“Dal fiume al mare, la Palestina sarà libera.” Sono milioni in tutto il mondo a scandire questo slogan. Se la maggior parte di loro ha ben compreso che ciò significherebbe la fine dello Stato ebraico, pochissimi si rendono conto che questa Palestina libera sarebbe in realtà un califfato islamico governato dalla legge della Sharia. Siamo sicuri che questo sia ciò a cui aspirano gli arabi israeliani? La domanda merita di essere posta.

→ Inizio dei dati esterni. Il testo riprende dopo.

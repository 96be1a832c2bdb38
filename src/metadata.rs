//
// metadata.rs
// Dicom-Scans-rs
//
// Classifies DICOM objects by SOP class and extracts the per-scan attributes recorded alongside each volume.
//
// Thales Matheus Mendonça Santos - October 2026

use std::path::Path;

use chrono::NaiveDate;
use tracing::warn;

use crate::dicom_access::{
    ElementAccess, MANUFACTURER, MANUFACTURER_MODEL_NAME, MODALITY, PATIENT_ID, STUDY_DATE,
};
use crate::error::LoadError;

// SOP Class UIDs recognised by the loader.
pub const CT_IMAGE: &str = "1.2.840.10008.5.1.4.1.1.2";
pub const MR_IMAGE: &str = "1.2.840.10008.5.1.4.1.1.4";
pub const RT_STRUCTURE_SET: &str = "1.2.840.10008.5.1.4.1.1.481.3";

/// Role a DICOM file plays inside one patient directory.
#[derive(Debug, Clone, Copy, PartialEq, Eq)]
pub enum ObjectKind {
    ImageSlice,
    StructureSet,
    Other,
}

impl ObjectKind {
    pub fn from_sop_class(uid: &str) -> Self {
        match uid {
            CT_IMAGE | MR_IMAGE => ObjectKind::ImageSlice,
            RT_STRUCTURE_SET => ObjectKind::StructureSet,
            _ => ObjectKind::Other,
        }
    }

    pub fn of<T: ElementAccess>(obj: &T) -> Self {
        obj.sop_class_uid()
            .map(|uid| Self::from_sop_class(&uid))
            .unwrap_or(ObjectKind::Other)
    }
}

/// Descriptive fields shared by every slice of a series.
#[derive(Debug, Clone, PartialEq)]
pub struct SeriesAttributes {
    pub patient_id: String,
    pub modality: String,
    pub manufacturer: Option<String>,
    pub scanner: Option<String>,
    pub study_date: Option<NaiveDate>,
}

pub fn extract_series_attributes<T: ElementAccess>(
    obj: &T,
    path: &Path,
) -> Result<SeriesAttributes, LoadError> {
    let patient_id = obj
        .element_str(PATIENT_ID)
        .ok_or_else(|| LoadError::MissingAttribute {
            path: path.to_path_buf(),
            attribute: "PatientID",
        })?;
    let modality = obj.element_str(MODALITY).unwrap_or_else(|| "OT".to_string());

    Ok(SeriesAttributes {
        patient_id,
        modality,
        manufacturer: obj.element_str(MANUFACTURER),
        scanner: obj.element_str(MANUFACTURER_MODEL_NAME),
        study_date: obj
            .element_str(STUDY_DATE)
            .and_then(|raw| parse_study_date(&raw, path)),
    })
}

fn parse_study_date(raw: &str, path: &Path) -> Option<NaiveDate> {
    match NaiveDate::parse_from_str(raw, "%Y%m%d") {
        Ok(date) => Some(date),
        Err(_) => {
            warn!(path = %path.display(), study_date = raw, "ignoring unparsable StudyDate");
            None
        }
    }
}

/// Lowercase, trimmed, underscore-separated form used as the mask key.
pub fn standardise_roi_name(name: &str) -> String {
    name.trim().to_lowercase().replace(' ', "_")
}

#[cfg(test)]
mod tests {
    use super::*;
    use crate::dicom_access::SOP_CLASS_UID;
    use dicom::core::{DataElement, PrimitiveValue, VR};
    use dicom::dictionary_std::StandardDataDictionary;
    use dicom::object::InMemDicomObject;

    fn object_with(entries: &[(dicom::core::Tag, VR, &str)]) -> InMemDicomObject {
        let mut obj = InMemDicomObject::new_empty_with_dict(StandardDataDictionary);
        for (tag, vr, value) in entries {
            obj.put(DataElement::new(*tag, *vr, PrimitiveValue::from(*value)));
        }
        obj
    }

    #[test]
    fn classifies_by_sop_class() {
        let ct = object_with(&[(SOP_CLASS_UID, VR::UI, CT_IMAGE)]);
        let rt = object_with(&[(SOP_CLASS_UID, VR::UI, RT_STRUCTURE_SET)]);
        let dose = object_with(&[(SOP_CLASS_UID, VR::UI, "1.2.840.10008.5.1.4.1.1.481.2")]);
        let bare = object_with(&[]);

        assert_eq!(ObjectKind::of(&ct), ObjectKind::ImageSlice);
        assert_eq!(ObjectKind::of(&rt), ObjectKind::StructureSet);
        assert_eq!(ObjectKind::of(&dose), ObjectKind::Other);
        assert_eq!(ObjectKind::of(&bare), ObjectKind::Other);
    }

    #[test]
    fn extracts_attributes_and_parses_dates() {
        let obj = object_with(&[
            (PATIENT_ID, VR::LO, "12345"),
            (MODALITY, VR::CS, "CT"),
            (MANUFACTURER, VR::LO, "GE"),
            (MANUFACTURER_MODEL_NAME, VR::LO, "Optima"),
            (STUDY_DATE, VR::DA, "20171208"),
        ]);
        let attrs = extract_series_attributes(&obj, Path::new("slice.dcm")).expect("attrs");

        assert_eq!(attrs.patient_id, "12345");
        assert_eq!(attrs.modality, "CT");
        assert_eq!(attrs.manufacturer.as_deref(), Some("GE"));
        assert_eq!(attrs.scanner.as_deref(), Some("Optima"));
        assert_eq!(attrs.study_date, NaiveDate::from_ymd_opt(2017, 12, 8));
    }

    #[test]
    fn missing_patient_id_is_a_load_error() {
        let obj = object_with(&[(MODALITY, VR::CS, "CT")]);
        let err = extract_series_attributes(&obj, Path::new("slice.dcm")).unwrap_err();
        assert!(matches!(
            err,
            LoadError::MissingAttribute {
                attribute: "PatientID",
                ..
            }
        ));
    }

    #[test]
    fn roi_names_are_standardised() {
        assert_eq!(standardise_roi_name("  Left Lung "), "left_lung");
        assert_eq!(standardise_roi_name("PTV 70 obs2"), "ptv_70_obs2");
    }
}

La dichiarazione di indipendenza proclamata da Ben-Gurion il 15 maggio 1948 afferma che: “Lo Stato di Israele… assicurerà la più completa uguaglianza sociale e politica a tutti i suoi abitanti, senza distinzione di religione, razza o sesso; chiediamo tuttavia agli abitanti arabi dello Stato di Israele di preservare le vie della pace e di svolgere il proprio ruolo nello sviluppo dello Stato, sulla base di una cittadinanza piena ed egualitaria e di un’equa rappresentanza in tutti gli organismi e istituzioni – provvisori e permanenti dello Stato.” Israele garantisce così il diritto di voto a tutti i cittadini, sia ebrei sia arabi. A tutti i cittadini – ma anche a tutte le cittadine. Le donne arabe ne hanno quindi beneficiato ben prima delle loro sorelle nei Paesi vicini: Libano, Siria, Egitto, Tunisia, Marocco, per non parlare dell’Iran. Di fatto, gli arabi israeliani hanno votato sia per l’assemblea costituente che per le elezioni della prima Knesset e per tutte le elezioni successive. Oggi nel parlamento israeliano siedono dieci deputati arabi. Questa percentuale è inferiore alla loro quota relativa nella popolazione, perché la molteplicità delle liste dovuta al clientelismo fa sì che la maggior parte non raggiunga la soglia di ammissibilità. Alcuni si compiacciono di presentare lo Stato ebraico come soggetto a leggi religiose arcaiche. Tuttavia, le donne hanno gli stessi diritti degli uomini. In effetti, le donne arabe godono di una libertà senza pari. Il matrimonio civile non esiste, come non esiste in tutti i Paesi musulmani. Ma a differenza di questi Paesi, è relativamente facile aggirare questo problema, perché la legge in Israele riconosce validamente le unioni contratte all'estero, anche tra persone che non appartengono alla stessa religione e tra coppie omosessuali. Tali unioni vengono quindi trascritte nei registri di stato civile e conferiscono ai coniugi gli stessi diritti di quelli delle coppie sposate in Israele. Nell’ambito di condizioni ben definite, la procreazione medicalmente assistita è gratuita in Israele e l’accesso alle madri surrogate è aperto a tutti, comprese le coppie omosessuali, sempre all’interno di un quadro ben regolamentato. Per la cronaca, l’omosessualità è punibile con la morte nella maggior parte dei Paesi islamici. Ovviamente non esiste segregazione in Israele, e i cittadini ebrei e arabi si trovano fianco a fianco nei trasporti pubblici, nelle università, nei ministeri, nell’intero sistema giudiziario.
Un musulmano, Khaled Kabub, siede nella Corte Suprema e nel sistema sanitario il 12% del personale medico negli ospedali israeliani è arabo, e questa percentuale sale al 35% per i farmacisti. Nonostante alcune tensioni e le loro naturali aspirazioni, gli arabi israeliani nel loro insieme sarebbero pronti ad abbandonare queste libertà per sottomettersi a una dittatura islamista?